Only the lines below from the one containing "f.write_str(self.as_str())" to the one containing "pub fn load(slot: Box<dyn" should be repeated, both included and unchanged.

*Dataset extract*:
Segment Open
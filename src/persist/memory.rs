use std::sync::{Arc, Mutex};

use hashbrown::{HashMap, HashSet};

use super::{KvSlot, PersistError, PersistResult};

/// In-memory [`KvSlot`]. Clones share the same storage, so a clone outlives
/// the queue that wrote to it and can be handed to the next one.
#[derive(Debug, Clone, Default)]
pub struct MemoryKvSlot {
    inner: Arc<Mutex<Inner>>,
}

#[derive(Debug, Default)]
struct Inner {
    values: HashMap<String, String>,
    fail_writes: bool,
    failing_keys: HashSet<String>,
}

impl MemoryKvSlot {
    /// Creates an empty slot.
    pub fn new() -> Self {
        Self::default()
    }

    /// Stores `value` under `key` without going through a queue.
    pub fn insert_raw(&self, key: &str, value: &str) {
        if let Ok(mut inner) = self.inner.lock() {
            inner.values.insert(key.to_string(), value.to_string());
        }
    }

    /// Returns the raw stored value under `key`.
    pub fn get_raw(&self, key: &str) -> Option<String> {
        self.inner
            .lock()
            .ok()
            .and_then(|inner| inner.values.get(key).cloned())
    }

    /// Makes every subsequent write fail until reset.
    pub fn set_fail_writes(&self, fail: bool) {
        if let Ok(mut inner) = self.inner.lock() {
            inner.fail_writes = fail;
        }
    }

    /// Makes writes to `key` alone fail until reset.
    pub fn set_fail_writes_for(&self, key: &str, fail: bool) {
        if let Ok(mut inner) = self.inner.lock() {
            if fail {
                inner.failing_keys.insert(key.to_string());
            } else {
                inner.failing_keys.remove(key);
            }
        }
    }
}

impl KvSlot for MemoryKvSlot {
    fn read(&self, key: &str) -> PersistResult<Option<String>> {
        let inner = self
            .inner
            .lock()
            .map_err(|_| PersistError::Message("memory slot poisoned".to_string()))?;
        Ok(inner.values.get(key).cloned())
    }

    fn write(&mut self, key: &str, value: &str) -> PersistResult<()> {
        let mut inner = self
            .inner
            .lock()
            .map_err(|_| PersistError::Message("memory slot poisoned".to_string()))?;
        if inner.fail_writes || inner.failing_keys.contains(key) {
            return Err(PersistError::Message("write rejected".to_string()));
        }
        inner.values.insert(key.to_string(), value.to_string());
        Ok(())
    }
}
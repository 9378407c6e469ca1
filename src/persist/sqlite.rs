//! SQLite-backed key-value slot.

use std::path::Path;

use rusqlite::{Connection, OptionalExtension, params};

use crate::envelope::now_ms;

use super::{KvSlot, PersistResult};

/// SQLite implementation of [`crate::persist::KvSlot`].
pub struct SqliteKvSlot {
    conn: Connection,
}

impl SqliteKvSlot {
    /// Opens or creates a SQLite-backed slot at `path`.
    ///
    /// Enables WAL mode and sets `synchronous=NORMAL`.
    pub fn open(path: impl AsRef<Path>) -> PersistResult<Self> {
        let conn = Connection::open(path)?;
        Self::init_connection(conn)
    }

    /// Opens an in-memory SQLite slot.
    pub fn open_in_memory() -> PersistResult<Self> {
        let conn = Connection::open_in_memory()?;
        Self::init_connection(conn)
    }

    fn init_connection(conn: Connection) -> PersistResult<Self> {
        conn.execute_batch(include_str!("schema.sql"))?;
        conn.pragma_update(None, "journal_mode", "WAL")?;
        conn.pragma_update(None, "synchronous", "NORMAL")?;
        Ok(Self { conn })
    }

    /// Returns when `key` was last written, in milliseconds.
    pub fn updated_ms(&self, key: &str) -> PersistResult<Option<u64>> {
        let ts: Option<i64> = self
            .conn
            .query_row(
                "SELECT updated_ms FROM slots WHERE key = ?1",
                params![key],
                |row| row.get(0),
            )
            .optional()?;
        Ok(ts.map(|v| v as u64))
    }
}

impl KvSlot for SqliteKvSlot {
    fn read(&self, key: &str) -> PersistResult<Option<String>> {
        let value = self
            .conn
            .query_row(
                "SELECT value FROM slots WHERE key = ?1",
                params![key],
                |row| row.get(0),
            )
            .optional()?;
        Ok(value)
    }

    fn write(&mut self, key: &str, value: &str) -> PersistResult<()> {
        self.conn.execute(
            "INSERT INTO slots(key, value, updated_ms) VALUES (?1, ?2, ?3)
             ON CONFLICT(key) DO UPDATE SET value = excluded.value, updated_ms = excluded.updated_ms",
            params![key, value, now_ms() as i64],
        )?;
        Ok(())
    }
}
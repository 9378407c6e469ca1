//! Shared primitive IDs and operation kinds.

use std::fmt;

use serde::{Deserialize, Serialize};

/// Client-generated envelope identifier.
pub type EnvelopeId = String;
/// Milliseconds since the Unix epoch.
pub type TimestampMs = u64;

/// Operation discriminator used to pick a remote endpoint.
#[derive(Debug, Clone, PartialEq, Eq, Hash, Serialize, Deserialize)]
#[serde(from = "String", into = "String")]
pub enum OpKind {
    /// Generic transaction submission.
    Sale,
    /// Customer balance top-up.
    Topup,
    /// Any kind this client does not recognize; routed as a transaction.
    Other(String),
}

impl OpKind {
    /// Wire name of the kind.
    pub fn as_str(&self) -> &str {
        match self {
            Self::Sale => "sale",
            Self::Topup => "topup",
            Self::Other(name) => name,
        }
    }
}

impl From<String> for OpKind {
    fn from(value: String) -> Self {
        match value.as_str() {
            "sale" => Self::Sale,
            "topup" => Self::Topup,
            _ => Self::Other(value),
        }
    }
}

impl From<&str> for OpKind {
    fn from(value: &str) -> Self {
        Self::from(value.to_string())
    }
}

impl From<OpKind> for String {
    fn from(value: OpKind) -> Self {
        match value {
            OpKind::Other(name) => name,
            known => known.as_str().to_string(),
        }
    }
}

impl fmt::Display for OpKind {
    fn fmt(&self, f: &mut fmt::Formatter<'_>) -> fmt::Result {
        f.write_str(self.as_str())
    }
}

use tracing::{error, warn};

use crate::{
    envelope::Envelope,
    persist::{KvSlot, PersistResult},
};

/// Storage keys for the active and quarantined sequences.
#[derive(Debug, Clone, PartialEq, Eq)]
pub struct QueueKeys {
    pub active: String,
    pub quarantine: String,
}

impl Default for QueueKeys {
    fn default() -> Self {
        Self {
            active: "offline_queue".to_string(),
            quarantine: "offline_queue_quarantine".to_string(),
        }
    }
}

/// Ordered, durable FIFO of pending envelopes.
///
/// Insertion order is delivery order. Every mutation rewrites the whole
/// persisted sequence.
pub struct QueueStore {
    slot: Box<dyn KvSlot>,
    keys: QueueKeys,
    active: Vec<Envelope>,
    quarantine: Vec<Envelope>,
    dirty: bool,
}

impl QueueStore {
    /// Reconstructs the queue from `slot`.
    ///
    /// A missing key is an empty queue. Stored data that fails to decode is
    /// also treated as empty; read failures from the slot itself are returned.
    pub fn load(slot: Box<dyn KvSlot>, keys: QueueKeys) -> PersistResult<Self> {
        let active = read_sequence(slot.as_ref(), &keys.active)?;
        let quarantine = read_sequence(slot.as_ref(), &keys.quarantine)?;
        Ok(Self {
            slot,
            keys,
            active,
            quarantine,
            dirty: false,
        })
    }

    /// Adds `envelope` to the tail and persists before returning.
    ///
    /// If the write fails the envelope is not kept.
    pub fn append(&mut self, envelope: Envelope) -> PersistResult<()> {
        self.active.push(envelope);
        if let Err(err) = self.persist(&[Section::Active]) {
            self.active.pop();
            return Err(err);
        }
        Ok(())
    }

    /// Removes the envelope with `id` from the active sequence.
    ///
    /// On a failed write the removal stays in effect and the next mutation
    /// (or [`QueueStore::flush`]) rewrites the full state.
    pub fn remove_by_id(&mut self, id: &str) -> PersistResult<Option<Envelope>> {
        let Some(pos) = position(&self.active, id) else {
            return Ok(None);
        };
        let removed = self.active.remove(pos);
        self.persist(&[Section::Active])?;
        Ok(Some(removed))
    }

    /// Moves an active envelope to the tail of the quarantine sequence.
    ///
    /// The quarantine key is written before the active key, so a partial
    /// failure can only leave the envelope stored twice.
    pub fn quarantine(&mut self, id: &str) -> PersistResult<bool> {
        let Some(pos) = position(&self.active, id) else {
            return Ok(false);
        };
        let env = self.active.remove(pos);
        self.quarantine.push(env);
        self.persist(&[Section::Quarantine, Section::Active])?;
        Ok(true)
    }

    /// Moves a quarantined envelope back to the tail of the active sequence.
    pub fn release(&mut self, id: &str) -> PersistResult<bool> {
        let Some(pos) = position(&self.quarantine, id) else {
            return Ok(false);
        };
        let env = self.quarantine.remove(pos);
        self.active.push(env);
        self.persist(&[Section::Active, Section::Quarantine])?;
        Ok(true)
    }

    /// Deletes an envelope from either sequence without delivering it.
    pub fn discard(&mut self, id: &str) -> PersistResult<Option<Envelope>> {
        if let Some(pos) = position(&self.active, id) {
            let removed = self.active.remove(pos);
            self.persist(&[Section::Active])?;
            return Ok(Some(removed));
        }
        if let Some(pos) = position(&self.quarantine, id) {
            let removed = self.quarantine.remove(pos);
            self.persist(&[Section::Quarantine])?;
            return Ok(Some(removed));
        }
        Ok(None)
    }

    /// Rewrites persisted state if an earlier write failed.
    pub fn flush(&mut self) -> PersistResult<()> {
        if self.dirty {
            self.persist(&[Section::Quarantine, Section::Active])?;
        }
        Ok(())
    }

    /// Copy of the active sequence in delivery order.
    pub fn snapshot(&self) -> Vec<Envelope> {
        self.active.clone()
    }

    /// Copy of the quarantined sequence.
    pub fn quarantined(&self) -> Vec<Envelope> {
        self.quarantine.clone()
    }

    pub fn head(&self) -> Option<&Envelope> {
        self.active.first()
    }

    pub fn len(&self) -> usize {
        self.active.len()
    }

    pub fn is_empty(&self) -> bool {
        self.active.is_empty()
    }

    pub fn quarantined_len(&self) -> usize {
        self.quarantine.len()
    }

    pub fn is_dirty(&self) -> bool {
        self.dirty
    }

    /// Writes `sections` in order. After an earlier failure the other
    /// section is written first as well, so the listed ones still land last.
    fn persist(&mut self, sections: &[Section]) -> PersistResult<()> {
        let mut order: Vec<Section> = Vec::with_capacity(2);
        if self.dirty {
            for section in [Section::Quarantine, Section::Active] {
                if !sections.contains(&section) {
                    order.push(section);
                }
            }
        }
        order.extend_from_slice(sections);

        let mut result = Ok(());
        for section in order {
            let (key, seq) = match section {
                Section::Active => (&self.keys.active, &self.active),
                Section::Quarantine => (&self.keys.quarantine, &self.quarantine),
            };
            result = write_sequence(self.slot.as_mut(), key, seq);
            if result.is_err() {
                break;
            }
        }
        if let Err(err) = &result {
            error!(error = ?err, pending = self.active.len(), "queue persistence failed");
        }
        self.dirty = result.is_err();
        result
    }
}

#[derive(Debug, Clone, Copy, PartialEq, Eq)]
enum Section {
    Active,
    Quarantine,
}

fn position(seq: &[Envelope], id: &str) -> Option<usize> {
    seq.iter().position(|env| env.id() == id)
}

fn read_sequence(slot: &dyn KvSlot, key: &str) -> PersistResult<Vec<Envelope>> {
    let Some(raw) = slot.read(key)? else {
        return Ok(Vec::new());
    };
    match serde_json::from_str::<Vec<Envelope>>(&raw) {
        Ok(seq) => Ok(seq),
        Err(err) => {
            warn!(key, error = %err, "stored queue is unreadable, starting empty");
            Ok(Vec::new())
        }
    }
}

fn write_sequence(slot: &mut dyn KvSlot, key: &str, seq: &[Envelope]) -> PersistResult<()> {
    let encoded = serde_json::to_string(seq)?;
    slot.write(key, &encoded)
}
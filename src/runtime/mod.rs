//! Sync engine runtime, handle and event stream APIs.

/// Event stream types emitted by the engine.
pub mod events;
/// Handle and engine loop implementation.
pub mod handle;
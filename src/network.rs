//! Connectivity state tracking.

use std::sync::Arc;

use tokio::sync::watch;
use tracing::info;

/// Observed change in connectivity.
#[derive(Debug, Clone, Copy, PartialEq, Eq)]
pub enum Transition {
    /// Connectivity came back.
    WentOnline,
    /// Connectivity was lost.
    WentOffline,
}

/// Current online/offline state plus a stream of changes.
///
/// The host feeds it from the platform connectivity signal via
/// [`NetworkMonitor::set_online`]. Clones observe and update the same state.
#[derive(Debug, Clone)]
pub struct NetworkMonitor {
    tx: Arc<watch::Sender<bool>>,
}

impl NetworkMonitor {
    pub fn new(initially_online: bool) -> Self {
        let (tx, _) = watch::channel(initially_online);
        Self { tx: Arc::new(tx) }
    }

    pub fn is_online(&self) -> bool {
        *self.tx.borrow()
    }

    /// Records the latest connectivity report.
    ///
    /// Returns the transition only when the state actually flipped.
    pub fn set_online(&self, online: bool) -> Option<Transition> {
        let changed = self.tx.send_if_modified(|current| {
            if *current == online {
                return false;
            }
            *current = online;
            true
        });
        if !changed {
            return None;
        }
        info!(online, "connectivity changed");
        Some(if online {
            Transition::WentOnline
        } else {
            Transition::WentOffline
        })
    }

    /// Receiver that wakes on every state flip.
    pub fn subscribe(&self) -> watch::Receiver<bool> {
        self.tx.subscribe()
    }
}

impl Default for NetworkMonitor {
    fn default() -> Self {
        Self::new(true)
    }
}
//! Operation envelope model.

use std::time::{SystemTime, UNIX_EPOCH};

use serde::{Deserialize, Serialize};
use serde_json::{Map, Value};
use uuid::Uuid;

use crate::types::{EnvelopeId, OpKind, TimestampMs};

/// Keys reserved for envelope metadata in the flat stored form.
pub const METADATA_KEYS: [&str; 3] = ["id", "kind", "createdAt"];

/// Opaque domain write body produced by the caller.
pub type Payload = Map<String, Value>;

/// Immutable write operation awaiting delivery.
///
/// Stored as one flat JSON object: `{id, kind, ...payload, createdAt}`.
#[derive(Debug, Clone, PartialEq, Serialize, Deserialize)]
pub struct Envelope {
    id: EnvelopeId,
    kind: OpKind,
    #[serde(flatten)]
    payload: Payload,
    #[serde(rename = "createdAt")]
    created_at: TimestampMs,
}

impl Envelope {
    /// Wraps `payload` with a fresh id and the current timestamp.
    pub fn new(kind: OpKind, payload: Payload) -> Self {
        let created_at = now_ms();
        Self::with_id(generate_id(created_at), kind, payload, created_at)
    }

    /// Builds an envelope with explicit metadata.
    ///
    /// Payload keys that collide with [`METADATA_KEYS`] are dropped.
    pub fn with_id(
        id: impl Into<EnvelopeId>,
        kind: OpKind,
        mut payload: Payload,
        created_at: TimestampMs,
    ) -> Self {
        for key in METADATA_KEYS {
            payload.remove(key);
        }
        Self {
            id: id.into(),
            kind,
            payload,
            created_at,
        }
    }

    /// Envelope id.
    pub fn id(&self) -> &str {
        &self.id
    }

    /// Operation kind.
    pub fn kind(&self) -> &OpKind {
        &self.kind
    }

    /// Domain write body.
    pub fn payload(&self) -> &Payload {
        &self.payload
    }

    /// Enqueue timestamp in milliseconds.
    pub fn created_at(&self) -> TimestampMs {
        self.created_at
    }
}

/// Time-based id with a random suffix: `<ms hex>-<8 hex>`.
pub fn generate_id(ts_ms: TimestampMs) -> EnvelopeId {
    let suffix = Uuid::new_v4().simple().to_string();
    format!("{ts_ms:x}-{}", &suffix[..8])
}

pub(crate) fn now_ms() -> TimestampMs {
    SystemTime::now()
        .duration_since(UNIX_EPOCH)
        .map(|d| d.as_millis() as u64)
        .unwrap_or(0)
}
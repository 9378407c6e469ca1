use std::time::Duration;

use tillsync::{
    dispatch::{
        http::{HttpConfig, HttpRemote},
        DispatchError, Endpoint, FailureClass, Remote, RemoteRequest,
    },
    network::{NetworkMonitor, Transition},
};

#[test]
fn only_real_flips_are_transitions() {
    let monitor = NetworkMonitor::new(false);
    assert!(!monitor.is_online());
    assert_eq!(monitor.set_online(false), None);
    assert_eq!(monitor.set_online(true), Some(Transition::WentOnline));
    assert_eq!(monitor.set_online(true), None);
    assert_eq!(monitor.set_online(false), Some(Transition::WentOffline));
}

#[tokio::test]
async fn subscribers_and_clones_see_the_same_state() {
    let monitor = NetworkMonitor::new(false);
    let shared = monitor.clone();
    let mut rx = monitor.subscribe();

    shared.set_online(true);
    tokio::time::timeout(Duration::from_secs(1), rx.changed())
        .await
        .expect("timeout")
        .expect("changed");
    assert!(*rx.borrow_and_update());
    assert!(monitor.is_online());
}

#[test]
fn http_remote_joins_base_url_and_endpoint_path() {
    let remote = HttpRemote::new(HttpConfig {
        base_url: "https://club.example/api/".to_string(),
        timeout_ms: 1_000,
    })
    .expect("client");
    let req = RemoteRequest {
        endpoint: Endpoint::CustomerTopup {
            customer_id: "42".to_string(),
        },
        body: serde_json::json!({"amount": 5}),
    };
    assert_eq!(
        remote.url_for(&req).expect("url").as_str(),
        "https://club.example/api/customers/42/topup"
    );

    let accented = RemoteRequest {
        endpoint: Endpoint::CustomerTopup {
            customer_id: "jürgen".to_string(),
        },
        body: serde_json::json!({"amount": 5}),
    };
    assert_eq!(
        remote.url_for(&accented).expect("url").as_str(),
        "https://club.example/api/customers/j%C3%BCrgen/topup"
    );
}

#[test]
fn http_remote_rejects_unusable_base_url() {
    let err = HttpRemote::new(HttpConfig {
        base_url: "not a url".to_string(),
        timeout_ms: 0,
    })
    .expect_err("must fail");
    assert!(matches!(err, DispatchError::Malformed(_)));
}

#[tokio::test]
async fn unreachable_server_is_a_transient_network_failure() {
    let remote = HttpRemote::new(HttpConfig {
        base_url: "http://127.0.0.1:1".to_string(),
        timeout_ms: 2_000,
    })
    .expect("client");
    let req = RemoteRequest {
        endpoint: Endpoint::Transactions,
        body: serde_json::json!({"items": []}),
    };

    let err = remote.submit(req, None).await.expect_err("nothing listens on port 1");
    assert!(matches!(err, DispatchError::Network(_)));
    assert_eq!(err.class(), FailureClass::Transient);
}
Segment Closed
*Problem solution*:
        f.write_str(self.as_str())
    }
}

use tracing::{error, warn};

use crate::{
    envelope::Envelope,
    persist::{KvSlot, PersistResult},
};

/// Storage keys for the active and quarantined sequences.
#[derive(Debug, Clone, PartialEq, Eq)]
pub struct QueueKeys {
    pub active: String,
    pub quarantine: String,
}

impl Default for QueueKeys {
    fn default() -> Self {
        Self {
            active: "offline_queue".to_string(),
            quarantine: "offline_queue_quarantine".to_string(),
        }
    }
}

/// Ordered, durable FIFO of pending envelopes.
///
/// Insertion order is delivery order. Every mutation rewrites the whole
/// persisted sequence.
pub struct QueueStore {
    slot: Box<dyn KvSlot>,
    keys: QueueKeys,
    active: Vec<Envelope>,
    quarantine: Vec<Envelope>,
    dirty: bool,
}

impl QueueStore {
    /// Reconstructs the queue from `slot`.
    ///
    /// A missing key is an empty queue. Stored data that fails to decode is
    /// also treated as empty; read failures from the slot itself are returned.
    pub fn load(slot: Box<dyn KvSlot>, keys: QueueKeys) -> PersistResult<Self> {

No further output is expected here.